“This is not a book about brushing and flossing,” writes Dr. Kami Hoss in the introduction to IF YOUR MOUTH COULD TALK. The only rational response to such an opening is, “Good.” Dentistry is like taxes, college, or eating broccoli: we do it because it’s good for us, not because we enjoy it. This is exactly the sort of fatalism that Hoss seeks to overcome, both in his dental practice, which involves “theme park-like offices with superheroes, games, dress-up areas, [and] toy stores” (one worries about disturbing such fun with the mundanity of dental work), and in this book. There is a long tradition of doctors-turned-wordsmiths–Lewis Thomas, Walker Percy, Kay Redfield Jamison, Oliver Sacks, Atul Gawande, Michael Crichton, Lauren Slater. Hoss joins this guild with a deep dive into the “mouth-body connection”–i.e., how oral health influences overall health. For instance, he calls cavities “the most common chronic disease of children” before revealing that tooth decay is four times more common than childhood obesity, five times more common than asthma, and twenty times more common than diabetes.

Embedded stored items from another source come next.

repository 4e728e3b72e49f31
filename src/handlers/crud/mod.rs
//! One set of list/create/retrieve/update/destroy handlers, instantiated per
//! entity through [`Resource`].

mod create;
mod destroy;
mod list;
mod retrieve;
mod update;

pub use create::create;
pub use destroy::destroy;
pub use list::list;
pub use retrieve::retrieve;
pub use update::{partial_update, update};

use async_trait::async_trait;
use serde::Serialize;

use crate::api::WriteBody;
use crate::database::{DatabaseError, Store};
use crate::middleware::ResourceKind;

type Create<R> = <<R as Resource>::Body as WriteBody>::Create;
type Update<R> = <<R as Resource>::Body as WriteBody>::Update;

/// Store operations for one entity type
#[async_trait]
pub trait Resource: Send + Sync + 'static {
    const KIND: ResourceKind;

    type Record: Serialize + Send;
    type Body: WriteBody<Record = Self::Record>;

    fn id(record: &Self::Record) -> i64;

    async fn list(store: &Store) -> Result<Vec<Self::Record>, DatabaseError>;

    async fn get(store: &Store, id: i64) -> Result<Self::Record, DatabaseError>;

    async fn create(store: &Store, data: Create<Self>) -> Result<Self::Record, DatabaseError>;

    async fn update(store: &Store, id: i64, data: Update<Self>) -> Result<Self::Record, DatabaseError>;

    async fn delete(store: &Store, id: i64) -> Result<(), DatabaseError>;
}
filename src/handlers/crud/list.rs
use axum::extract::State;

use super::Resource;
use crate::app::AppState;
use crate::middleware::{ApiResponse, ApiResult};

/// GET /{entity}/ - every row, ordered by id
pub async fn list<R: Resource>(State(state): State<AppState>) -> ApiResult<Vec<R::Record>> {
    let records = R::list(&state.store).await?;
    tracing::debug!("Listed {} {}", records.len(), R::KIND.segment());
    Ok(ApiResponse::success(records))
}
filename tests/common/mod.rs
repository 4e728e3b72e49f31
#![allow(dead_code)]

use anyhow::{Context, Result};
use reqwest::{Method, RequestBuilder};
use serde_json::Value;

use portfolio_api::auth::password::hash_password;
use portfolio_api::config::AppConfig;
use portfolio_api::database::models::{
    Certificate, CertificateFields, CertifyingInstitution, InstitutionFields, NewInstitution, Profile, ProfileFields,
    Project, ProjectFields,
};
use portfolio_api::database::{self, Store};
use portfolio_api::{router, AppState};

pub const USERNAME: &str = "superuser";
pub const PASSWORD: &str = "lookathowgoodandbigisthepass";
pub const FAKE_URL: &str = "http://myfakeurl.com";

/// The router served on an ephemeral port, backed by its own in-memory database
pub struct TestServer {
    pub base_url: String,
    pub client: reqwest::Client,
    pub store: Store,
}

/// Rows every test starts with
pub struct Seed {
    pub profile: Profile,
    pub project: Project,
    pub institution: CertifyingInstitution,
    pub certificate: Certificate,
}

impl TestServer {
    pub async fn spawn() -> Result<Self> {
        let config = AppConfig::ephemeral();
        let store = database::connect(&config.database).await?;
        store.migrate().await?;

        let state = AppState::new(store.clone(), &config)?;
        let app = router(state, &config);

        let listener = tokio::net::TcpListener::bind("127.0.0.1:0").await?;
        let addr = listener.local_addr()?;
        tokio::spawn(async move {
            let _ = axum::serve(listener, app).await;
        });

        Ok(Self {
            base_url: format!("http://{}", addr),
            client: reqwest::Client::new(),
            store,
        })
    }

    pub fn url(&self, path: &str) -> String {
        format!("{}{}", self.base_url, path)
    }

    /// Request without credentials
    pub fn anon(&self, method: Method, path: &str) -> RequestBuilder {
        self.client.request(method, self.url(path))
    }

    /// Request carrying `Authorization: Bearer <access>`
    pub async fn authed(&self, method: Method, path: &str) -> Result<RequestBuilder> {
        let token = self.access_token().await?;
        Ok(self.anon(method, path).bearer_auth(token))
    }

    pub async fn tokens(&self) -> Result<Value> {
        let res = self
            .anon(Method::POST, "/token/")
            .json(&serde_json::json!({ "username": USERNAME, "password": PASSWORD }))
            .send()
            .await?;
        anyhow::ensure!(res.status().is_success(), "token request failed: {}", res.status());
        Ok(res.json().await?)
    }

    pub async fn access_token(&self) -> Result<String> {
        let tokens = self.tokens().await?;
        tokens["access"]
            .as_str()
            .map(str::to_string)
            .context("token response has no access field")
    }

    pub async fn seed_user(&self) -> Result<()> {
        self.store.insert_user(USERNAME, &hash_password(PASSWORD), true).await?;
        Ok(())
    }

    pub async fn seed_profile(&self) -> Result<Profile> {
        Ok(self
            .store
            .insert_profile(ProfileFields {
                name: "Profile 1".to_string(),
                github: FAKE_URL.to_string(),
                linkedin: FAKE_URL.to_string(),
                bio: "Bio do profile 1".to_string(),
            })
            .await?)
    }

    pub async fn seed_project(&self, profile: &Profile) -> Result<Project> {
        Ok(self
            .store
            .insert_project(ProjectFields {
                name: "Projeto 1".to_string(),
                description: "Descrição do projeto 1".to_string(),
                github_url: FAKE_URL.to_string(),
                keyword: "keyword1".to_string(),
                key_skill: "key_skill1".to_string(),
                profile_id: profile.id,
            })
            .await?)
    }

    pub async fn seed_certificate(&self, profile: &Profile) -> Result<(Certificate, CertifyingInstitution)> {
        let institution = self
            .store
            .insert_institution(NewInstitution {
                fields: InstitutionFields {
                    name: "Certifying Institution 1".to_string(),
                    url: FAKE_URL.to_string(),
                },
                certificates: Vec::new(),
            })
            .await?;

        let certificate = self
            .store
            .insert_certificate(CertificateFields {
                name: "Certificate 1".to_string(),
                certifying_institution_id: institution.id,
                profiles: Some(vec![profile.id]),
            })
            .await?;

        let institution = self.store.get_institution(institution.id).await?;
        Ok((certificate, institution))
    }

    /// superuser + profile + project + institution with one certificate linked to the profile
    pub async fn seed_all(&self) -> Result<Seed> {
        self.seed_user().await?;
        let profile = self.seed_profile().await?;
        let project = self.seed_project(&profile).await?;
        let (certificate, institution) = self.seed_certificate(&profile).await?;
        Ok(Seed {
            profile,
            project,
            institution,
            certificate,
        })
    }

    pub async fn profile_count(&self) -> Result<usize> {
        Ok(self.store.list_profiles().await?.len())
    }

    pub async fn project_count(&self) -> Result<usize> {
        Ok(self.store.list_projects().await?.len())
    }

    pub async fn institution_count(&self) -> Result<usize> {
        Ok(self.store.list_institutions().await?.len())
    }

    pub async fn certificate_count(&self) -> Result<usize> {
        Ok(self.store.list_certificates().await?.len())
    }
}

/// Sorted top-level keys of a JSON object
pub fn keys(value: &Value) -> Vec<String> {
    let mut keys: Vec<String> = value
        .as_object()
        .map(|object| object.keys().cloned().collect())
        .unwrap_or_default();
    keys.sort();
    keys
}
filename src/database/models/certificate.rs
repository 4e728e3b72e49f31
use chrono::{DateTime, Utc};
use serde::Serialize;
use sqlx::FromRow;

#[derive(Debug, Clone, FromRow)]
pub struct CertificateRow {
    pub id: i64,
    pub name: String,
    pub certifying_institution_id: i64,
    pub timestamp: DateTime<Utc>,
}

/// Wire fields: `id`, `name`, `certifying_institution`, `timestamp`, `profiles`.
#[derive(Debug, Clone, PartialEq, Eq, Serialize)]
pub struct Certificate {
    pub id: i64,
    pub name: String,
    #[serde(rename = "certifying_institution")]
    pub certifying_institution_id: i64,
    pub timestamp: DateTime<Utc>,
    pub profiles: Vec<i64>,
}

impl Certificate {
    pub fn assemble(row: CertificateRow, profiles: Vec<i64>) -> Self {
        Self {
            id: row.id,
            name: row.name,
            certifying_institution_id: row.certifying_institution_id,
            timestamp: row.timestamp,
            profiles,
        }
    }
}

#[derive(Debug, Clone, Default)]
pub struct CertificateFields {
    pub name: String,
    pub certifying_institution_id: i64,
    /// `None` leaves the current associations untouched.
    pub profiles: Option<Vec<i64>>,
}

/// Certificate line on the profile page.
#[derive(Debug, Clone, FromRow)]
pub struct CertificateSummary {
    pub id: i64,
    pub name: String,
    pub institution: String,
}
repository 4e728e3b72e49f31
use super::{ensure_exists, Store};
use crate::database::manager::DatabaseError;
use crate::database::models::{Project, ProjectFields};

impl Store {
    pub async fn list_projects(&self) -> Result<Vec<Project>, DatabaseError> {
        let rows = sqlx::query_as::<_, Project>(
            "SELECT id, name, description, github_url, keyword, key_skill, profile_id
             FROM projects ORDER BY id",
        )
        .fetch_all(&self.pool)
        .await?;
        Ok(rows)
    }

    pub async fn get_project(&self, id: i64) -> Result<Project, DatabaseError> {
        sqlx::query_as::<_, Project>(
            "SELECT id, name, description, github_url, keyword, key_skill, profile_id
             FROM projects WHERE id = ?",
        )
        .bind(id)
        .fetch_optional(&self.pool)
        .await?
        .ok_or_else(|| DatabaseError::not_found("project", id))
    }

    pub async fn insert_project(&self, fields: ProjectFields) -> Result<Project, DatabaseError> {
        let mut tx = self.pool.begin().await?;
        ensure_exists(&mut tx, "profiles", "profile", fields.profile_id).await?;

        let project = sqlx::query_as::<_, Project>(
            "INSERT INTO projects (name, description, github_url, keyword, key_skill, profile_id)
             VALUES (?, ?, ?, ?, ?, ?)
             RETURNING id, name, description, github_url, keyword, key_skill, profile_id",
        )
        .bind(fields.name)
        .bind(fields.description)
        .bind(fields.github_url)
        .bind(fields.keyword)
        .bind(fields.key_skill)
        .bind(fields.profile_id)
        .fetch_one(&mut *tx)
        .await?;

        tx.commit().await?;
        Ok(project)
    }

    pub async fn update_project(&self, id: i64, fields: ProjectFields) -> Result<Project, DatabaseError> {
        let mut tx = self.pool.begin().await?;
        ensure_exists(&mut tx, "profiles", "profile", fields.profile_id).await?;

        let project = sqlx::query_as::<_, Project>(
            "UPDATE projects
             SET name = ?, description = ?, github_url = ?, keyword = ?, key_skill = ?, profile_id = ?
             WHERE id = ?
             RETURNING id, name, description, github_url, keyword, key_skill, profile_id",
        )
        .bind(fields.name)
        .bind(fields.description)
        .bind(fields.github_url)
        .bind(fields.keyword)
        .bind(fields.key_skill)
        .bind(fields.profile_id)
        .bind(id)
        .fetch_optional(&mut *tx)
        .await?
        .ok_or_else(|| DatabaseError::not_found("project", id))?;

        tx.commit().await?;
        Ok(project)
    }

    pub async fn delete_project(&self, id: i64) -> Result<(), DatabaseError> {
        let removed = sqlx::query("DELETE FROM projects WHERE id = ?")
            .bind(id)
            .execute(&self.pool)
            .await?
            .rows_affected();

        if removed == 0 {
            return Err(DatabaseError::not_found("project", id));
        }
        Ok(())
    }
}
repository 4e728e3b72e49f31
use serde::{Deserialize, Serialize};
use validator::Validate;

/// `POST /token/`
#[derive(Debug, Deserialize, Validate)]
pub struct TokenRequest {
    #[validate(required(message = "This field is required."), custom(function = "crate::api::not_blank"))]
    pub username: Option<String>,

    #[validate(required(message = "This field is required."), custom(function = "crate::api::not_blank"))]
    pub password: Option<String>,
}

/// `POST /token/refresh/`
#[derive(Debug, Deserialize, Validate)]
pub struct RefreshRequest {
    #[validate(required(message = "This field is required."), custom(function = "crate::api::not_blank"))]
    pub refresh: Option<String>,
}

#[derive(Debug, Serialize)]
pub struct AccessToken {
    pub access: String,
}
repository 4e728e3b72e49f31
pub mod migrate;
pub mod token;
pub mod user;
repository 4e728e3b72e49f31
use clap::Parser;
use portfolio_api::cli::{utils::output_error, Cli, OutputFormat};

#[tokio::main]
async fn main() -> anyhow::Result<()> {
    let _ = dotenvy::dotenv();
    tracing_subscriber::fmt()
        .with_env_filter(
            tracing_subscriber::EnvFilter::try_from_default_env()
                .unwrap_or_else(|_| tracing_subscriber::EnvFilter::new("portfolio_api=warn")),
        )
        .with_writer(std::io::stderr)
        .init();

    let cli = Cli::parse();
    let output_format = OutputFormat::from_cli(&cli);

    if let Err(e) = portfolio_api::cli::run(cli).await {
        let message = match std::env::var("CLI_VERBOSE").as_deref() {
            Ok("true") | Ok("1") => format!("{e:?}"),
            _ => format!("{e:#}"),
        };
        output_error(&output_format, &message);
        std::process::exit(1);
    }

    Ok(())
}
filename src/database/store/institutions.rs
use std::collections::BTreeMap;

use sqlx::SqliteConnection;
use tracing::debug;

use super::certificates::create_certificate;
use super::{with_profiles, Store};
use crate::database::manager::DatabaseError;
use crate::database::models::{
    Certificate, CertificateRow, CertifyingInstitution, InstitutionFields, InstitutionRow, NewInstitution,
};

impl Store {
    pub async fn list_institutions(&self) -> Result<Vec<CertifyingInstitution>, DatabaseError> {
        let mut conn = self.pool.acquire().await?;

        let rows = sqlx::query_as::<_, InstitutionRow>(
            "SELECT id, name, url FROM certifying_institutions ORDER BY id",
        )
        .fetch_all(&mut *conn)
        .await?;

        let certificate_rows = sqlx::query_as::<_, CertificateRow>(
            "SELECT id, name, certifying_institution_id, timestamp FROM certificates ORDER BY id",
        )
        .fetch_all(&mut *conn)
        .await?;

        let mut by_institution: BTreeMap<i64, Vec<Certificate>> = BTreeMap::new();
        for certificate in with_profiles(&mut conn, certificate_rows).await? {
            by_institution
                .entry(certificate.certifying_institution_id)
                .or_default()
                .push(certificate);
        }

        Ok(rows
            .into_iter()
            .map(|row| {
                let certificates = by_institution.remove(&row.id).unwrap_or_default();
                CertifyingInstitution::assemble(row, certificates)
            })
            .collect())
    }

    pub async fn get_institution(&self, id: i64) -> Result<CertifyingInstitution, DatabaseError> {
        let mut conn = self.pool.acquire().await?;
        load_institution(&mut conn, id).await
    }

    /// Creates the institution and its inline certificates together; the
    /// certificates are bound to the new institution.
    pub async fn insert_institution(&self, new: NewInstitution) -> Result<CertifyingInstitution, DatabaseError> {
        let mut tx = self.pool.begin().await?;

        let row = sqlx::query_as::<_, InstitutionRow>(
            "INSERT INTO certifying_institutions (name, url) VALUES (?, ?) RETURNING id, name, url",
        )
        .bind(&new.fields.name)
        .bind(&new.fields.url)
        .fetch_one(&mut *tx)
        .await?;

        for (index, inline) in new.certificates.iter().enumerate() {
            let field = format!("certificates[{}].profiles", index);
            create_certificate(&mut tx, &inline.name, row.id, &inline.profiles, &field).await?;
        }

        let institution = load_institution(&mut tx, row.id).await?;
        tx.commit().await?;
        Ok(institution)
    }

    pub async fn update_institution(
        &self,
        id: i64,
        fields: InstitutionFields,
    ) -> Result<CertifyingInstitution, DatabaseError> {
        let mut tx = self.pool.begin().await?;

        let updated = sqlx::query("UPDATE certifying_institutions SET name = ?, url = ? WHERE id = ?")
            .bind(&fields.name)
            .bind(&fields.url)
            .bind(id)
            .execute(&mut *tx)
            .await?
            .rows_affected();
        if updated == 0 {
            return Err(DatabaseError::not_found("certifying institution", id));
        }

        let institution = load_institution(&mut tx, id).await?;
        tx.commit().await?;
        Ok(institution)
    }

    /// Removes the institution, every certificate it issued, and those
    /// certificates' profile links.
    pub async fn delete_institution(&self, id: i64) -> Result<(), DatabaseError> {
        let mut tx = self.pool.begin().await?;

        let links = sqlx::query(
            "DELETE FROM certificate_profiles WHERE certificate_id IN
             (SELECT id FROM certificates WHERE certifying_institution_id = ?)",
        )
        .bind(id)
        .execute(&mut *tx)
        .await?
        .rows_affected();
        let certificates = sqlx::query("DELETE FROM certificates WHERE certifying_institution_id = ?")
            .bind(id)
            .execute(&mut *tx)
            .await?
            .rows_affected();
        let removed = sqlx::query("DELETE FROM certifying_institutions WHERE id = ?")
            .bind(id)
            .execute(&mut *tx)
            .await?
            .rows_affected();

        if removed == 0 {
            return Err(DatabaseError::not_found("certifying institution", id));
        }

        tx.commit().await?;
        debug!(institution = id, certificates, links, "deleted certifying institution");
        Ok(())
    }
}

async fn load_institution(conn: &mut SqliteConnection, id: i64) -> Result<CertifyingInstitution, DatabaseError> {
    let row = sqlx::query_as::<_, InstitutionRow>("SELECT id, name, url FROM certifying_institutions WHERE id = ?")
        .bind(id)
        .fetch_optional(&mut *conn)
        .await?
        .ok_or_else(|| DatabaseError::not_found("certifying institution", id))?;

    let certificate_rows = sqlx::query_as::<_, CertificateRow>(
        "SELECT id, name, certifying_institution_id, timestamp
         FROM certificates WHERE certifying_institution_id = ? ORDER BY id",
    )
    .bind(id)
    .fetch_all(&mut *conn)
    .await?;

    let certificates = with_profiles(conn, certificate_rows).await?;
    Ok(CertifyingInstitution::assemble(row, certificates))
}
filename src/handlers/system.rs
use axum::{extract::State, http::StatusCode, response::IntoResponse, Json};
use serde_json::{json, Value};

use crate::app::AppState;
use crate::middleware::ResourceKind;

/// GET / - service name, version and entry points
pub async fn root() -> Json<Value> {
    let endpoints: Vec<String> = ResourceKind::ALL
        .iter()
        .map(|kind| format!("/{}/", kind.segment()))
        .collect();

    Json(json!({
        "name": "Portfolio API",
        "version": env!("CARGO_PKG_VERSION"),
        "endpoints": endpoints,
        "token": ["/token/", "/token/refresh/"],
    }))
}

/// GET /health - 503 when the database does not answer
pub async fn health(State(state): State<AppState>) -> impl IntoResponse {
    let now = chrono::Utc::now();

    match state.store.health_check().await {
        Ok(()) => (
            StatusCode::OK,
            Json(json!({
                "status": "ok",
                "timestamp": now,
                "database": "ok"
            })),
        ),
        Err(e) => {
            tracing::error!("Health check failed: {}", e);
            (
                StatusCode::SERVICE_UNAVAILABLE,
                Json(json!({
                    "status": "degraded",
                    "timestamp": now,
                    "database": "unavailable"
                })),
            )
        }
    }
}
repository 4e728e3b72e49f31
use axum::extract::{rejection::PathRejection, Path, State};

use super::Resource;
use crate::app::AppState;
use crate::middleware::{ApiResponse, ApiResult};

/// GET /{entity}/{id}/
pub async fn retrieve<R: Resource>(
    State(state): State<AppState>,
    id: Result<Path<i64>, PathRejection>,
) -> ApiResult<R::Record> {
    let Path(id) = id?;
    let record = R::get(&state.store, id).await?;
    Ok(ApiResponse::success(record))
}
//! Wire representations for writes.
//!
//! Read shapes are the `Serialize` impls on `database::models`; the types here
//! are the request bodies, their field constraints, and how a partial update
//! is merged over a stored record.

pub mod certificate;
pub mod institution;
pub mod profile;
pub mod project;
pub mod token;

use std::borrow::Cow;
use std::collections::BTreeMap;

use serde::de::DeserializeOwned;
use url::Url;
use validator::{Validate, ValidationError, ValidationErrors};

pub use certificate::CertificateBody;
pub use institution::{InlineCertificateBody, InstitutionBody};
pub use profile::ProfileBody;
pub use project::ProjectBody;

/// Field path → reasons, e.g. `certificates[0].name`
pub type FieldErrors = BTreeMap<String, Vec<String>>;

/// A JSON body that can create or replace one entity.
pub trait WriteBody: DeserializeOwned + Send + 'static {
    type Record;
    type Create: Send;
    type Update: Send;

    /// Fill every field the request left out from `current` (PATCH).
    fn merge_over(self, current: &Self::Record) -> Self;

    /// Drop fields that are only honoured on create (PUT/PATCH).
    fn for_update(self) -> Self {
        self
    }

    fn check(&self) -> Result<(), FieldErrors>;

    /// Only meaningful after a successful `check`.
    fn into_create(self) -> Self::Create;

    fn into_update(self) -> Self::Update;
}

/// Run the derived constraints and collect failures under `prefix`.
pub fn validate_into<T: Validate>(value: &T, prefix: &str, into: &mut FieldErrors) {
    if let Err(errors) = value.validate() {
        collect_errors(&errors, prefix, into);
    }
}

pub fn validate_fields<T: Validate>(value: &T) -> Result<(), FieldErrors> {
    let mut errors = FieldErrors::new();
    validate_into(value, "", &mut errors);
    if errors.is_empty() {
        Ok(())
    } else {
        Err(errors)
    }
}

fn collect_errors(errors: &ValidationErrors, prefix: &str, into: &mut FieldErrors) {
    for (field, list) in errors.field_errors() {
        let reasons = into.entry(format!("{}{}", prefix, field)).or_default();
        for error in list.iter() {
            let reason = match &error.message {
                Some(message) => message.to_string(),
                None => error.code.to_string(),
            };
            reasons.push(reason);
        }
    }
}

pub fn not_blank(value: &str) -> Result<(), ValidationError> {
    if value.trim().is_empty() {
        return Err(ValidationError::new("blank").with_message(Cow::Borrowed("This field may not be blank.")));
    }
    Ok(())
}

/// Absolute http(s)/ftp(s) URL with a host.
pub fn web_url(value: &str) -> Result<(), ValidationError> {
    let valid = match Url::parse(value.trim()) {
        Ok(url) => matches!(url.scheme(), "http" | "https" | "ftp" | "ftps") && url.host_str().is_some(),
        Err(_) => false,
    };
    if !valid {
        return Err(ValidationError::new("url").with_message(Cow::Borrowed("Enter a valid URL.")));
    }
    Ok(())
}
use std::sync::Arc;

use axum::{
    extract::DefaultBodyLimit,
    http::HeaderValue,
    middleware::from_fn_with_state,
    routing::{get, post, MethodRouter},
    Router,
};
use tower::ServiceBuilder;
use tower_http::{
    cors::{AllowOrigin, Any, CorsLayer},
    trace::TraceLayer,
};

use crate::auth::{AuthError, TokenKeys};
use crate::config::{AppConfig, SecurityConfig};
use crate::database::Store;
use crate::handlers::{crud, profile_page, system, token, CertifyingInstitutions, Certificates, Profiles, Projects, Resource};
use crate::middleware::{authorize, Gate};

/// Shared by every handler
#[derive(Clone)]
pub struct AppState {
    pub store: Store,
    pub tokens: Arc<TokenKeys>,
}

impl AppState {
    /// Fails when no JWT secret is configured.
    pub fn new(store: Store, config: &AppConfig) -> Result<Self, AuthError> {
        Ok(Self {
            store,
            tokens: Arc::new(TokenKeys::new(&config.security)?),
        })
    }
}

pub fn router(state: AppState, config: &AppConfig) -> Router {
    let app = Router::new()
        .route("/", get(system::root))
        .route("/health", get(system::health))
        .route("/token/", post(token::obtain))
        .route("/token/refresh/", post(token::refresh))
        .merge(resource_routes::<Profiles>(&state, get(profile_page::show)))
        .merge(resource_routes::<Projects>(&state, get(crud::retrieve::<Projects>)))
        .merge(resource_routes::<CertifyingInstitutions>(
            &state,
            get(crud::retrieve::<CertifyingInstitutions>),
        ))
        .merge(resource_routes::<Certificates>(&state, get(crud::retrieve::<Certificates>)))
        .layer(
            ServiceBuilder::new()
                .layer(cors_layer(&config.security))
                .layer(DefaultBodyLimit::max(config.api.max_request_size_bytes)),
        )
        .with_state(state);

    if config.api.enable_request_logging {
        app.layer(TraceLayer::new_for_http())
    } else {
        app
    }
}

/// `/{entity}/` and `/{entity}/:id/`, all behind the policy gate.
/// `detail_get` lets one entity serve something other than JSON on GET.
fn resource_routes<R: Resource>(state: &AppState, detail_get: MethodRouter<AppState>) -> Router<AppState> {
    let collection = format!("/{}/", R::KIND.segment());
    let detail = format!("/{}/:id/", R::KIND.segment());
    let gate = Gate::new(R::KIND, state.tokens.clone());

    Router::new()
        .route(&collection, get(crud::list::<R>).post(crud::create::<R>))
        .route(
            &detail,
            detail_get
                .put(crud::update::<R>)
                .patch(crud::partial_update::<R>)
                .delete(crud::destroy::<R>),
        )
        .route_layer(from_fn_with_state(gate, authorize))
}

fn cors_layer(security: &SecurityConfig) -> CorsLayer {
    if security.cors_origins.is_empty() {
        return CorsLayer::permissive();
    }

    let origins: Vec<HeaderValue> = security
        .cors_origins
        .iter()
        .filter_map(|origin| match origin.parse::<HeaderValue>() {
            Ok(value) => Some(value),
            Err(_) => {
                tracing::warn!("Ignoring invalid CORS origin {:?}", origin);
                None
            }
        })
        .collect();

    CorsLayer::new()
        .allow_origin(AllowOrigin::list(origins))
        .allow_methods(Any)
        .allow_headers(Any)
}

Why don’t statistics like this get more attention? Because, he writes, of “the historical separation of dentistry and medicine.” Other writers might use such an observation as the entrée to a rant, but Hoss takes an educational approach. Everyone knows that medieval barbers were also surgeons. Hoss explains that there were two classes of barber-surgeon: real doctors and those who did “hygienic services” like tooth extraction. His background in pediatrics sometimes peeks through in cringeworthy fashion, as when he opens one section with, “Hello, mouth! How did you get that way?” By and large, though, Hoss’s tone is one of passionate interlocutor. “Oral care is medical care,” he argues, then goes a step further: “It’s a basic need and should be a human right.” The right to health care is an urgent topic in 2022. Hoss reminds us that it starts between the gums.
Combining history, policy analysis, and advocacy, Dr. Kami Hoss makes an undeniable appeal for greater emphasis on oral care in IF YOUR MOUTH COULD TALK.